[Saved entries]
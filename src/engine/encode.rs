//! Structured-value encoding
//!
//! Encode is the structural inverse of decode: a shaped value goes through
//! the converter back into the generic element shape, is validated against
//! the target component under the same strictness modes, and comes out as an
//! element tree with lexical forms re-derived through the canonical mapping
//! of each simple type chain.

use serde_json::Value;

use super::content::names_match;
use super::{collect_attribute_uses, Engine};
use crate::components::{
    AttributeUse, ContentModel, ElementTypeRef, ModelType, Particle, XsdComplexType, XsdElement,
    XsdGroup,
};
use crate::converters::ElementData;
use crate::documents::Element;
use crate::error::{ChildrenValidationError, Error, NotBuiltError, Result, ValidationError};
use crate::names::QName;
use crate::registry::{SimpleHandle, XsdType};
use crate::validation::{ValidationContext, ValidationMode};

**WHAT YOU ARE ASKED TO DO**. Set down exactly the line that holds "use crate::documents::Element;" and all lines after it to the end of the data.

**ANSWER TO THIS TASK**.
use crate::documents::Element;
use crate::error::{ChildrenValidationError, Error, NotBuiltError, Result, ValidationError};
use crate::names::QName;
use crate::registry::{SimpleHandle, XsdType};
use crate::validation::{ValidationContext, ValidationMode};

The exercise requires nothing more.